À la découverte de la sonde JUICE, dans la salle blanche et anéchoïque d’Airbus
Rien à voir avec le groupe des Beetles
Notre dossier sur la sonde JUICE :
Le 06 avril 2022 à 15h35
9 min
Sciences et espace
Sciences
D’ici un peu moins d’une dizaine d’années, la sonde JUICE sera en orbite autour de Jupiter. Un an avant son lancement, nous avons pu lui rendre visite dans la salle anéchoïque d’Airbus où elle est en train de subir une batterie de tests. C’était aussi l’occasion de discuter avec les responsables de cette mission « lourde » de l’Agence spatiale européenne.
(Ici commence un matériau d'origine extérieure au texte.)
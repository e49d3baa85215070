//! `WeatherWise` - Extreme-weather probabilities for a place and calendar date
//!
//! This library classifies a coordinate into a climate zone, reduces decades
//! of daily archive data into exceedance probabilities for the requested
//! month and falls back to a seasonal climate model whenever the archive is
//! unreachable or produces implausible numbers. Current conditions are
//! resolved alongside, with their own synthesized fallback.

pub mod api;
pub mod cache;
pub mod climate;
pub mod config;
pub mod current;
pub mod error;
pub mod estimation;
pub mod geocoding;
pub mod logging;
pub mod models;
pub mod weather;
pub mod web;

// Re-export core types for public API
pub use api::{AppState, EstimateReport};
pub use cache::Cache;
pub use climate::{ClimateZone, Thresholds};
pub use config::WeatherWiseConfig;
pub use current::CurrentConditionsResolver;
pub use error::WeatherWiseError;
pub use estimation::{Activity, ProbabilityEngine, RandomSource, RiskLevel};
pub use geocoding::{GeocodedPlace, GeocodingClient, RateLimiter};
pub use models::{
    ConditionKey, Coordinate, DailyRecord, DataSource, ProbabilityVector, WeatherSnapshot,
};
pub use weather::{CurrentWeatherSource, HistoricalDataSource};

/// Library version
pub const VERSION: &str = env!("CARGO_PKG_VERSION");

/// Core result type used throughout the library
pub type Result<T> = std::result::Result<T, WeatherWiseError>;

#[cfg(test)]
mod tests {
    use super::*;

    #[test]
    fn test_version_is_set() {
        assert!(!VERSION.is_empty());
    }
}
La mission JUICE (JUpiter ICy moons Explorer) a été validée en 2012 par l'Agence spatiale européenne (ESA). Comme son nom l'indique, elle doit observer le monstre qu'est Jupiter – la plus grande planète de notre Système solaire – ainsi que trois de ses lunes : Europe, Ganymède et Callisto. Nous avons déjà longuement détaillé ce mini système dans notre dossier sur le Système solaire.
De manière plus générale, cette mission doit également permettre d'apporter des éléments de réponse à deux des principaux thèmes du programme Cosmic Vision de l'ESA : « Quelles sont les conditions pour la formation de planètes et l'émergence de la vie ? Et comment fonctionne le Système Solaire ? ». JUICE est d’ailleurs la première mission lourde (L1) de ce programme s’étalant sur 2015 - 2025.
Airbus aux commandes, lancement dans un an
En 2015, Airbus a été sélectionné par l'Agence spatiale européenne « comme maître d'œuvre pour la conception, le développement, la production et les essais d'un nouveau vaisseau spatial nommé "JUICE" ». Divers partenaires internationaux sont choisis pour construire les instruments scientifiques.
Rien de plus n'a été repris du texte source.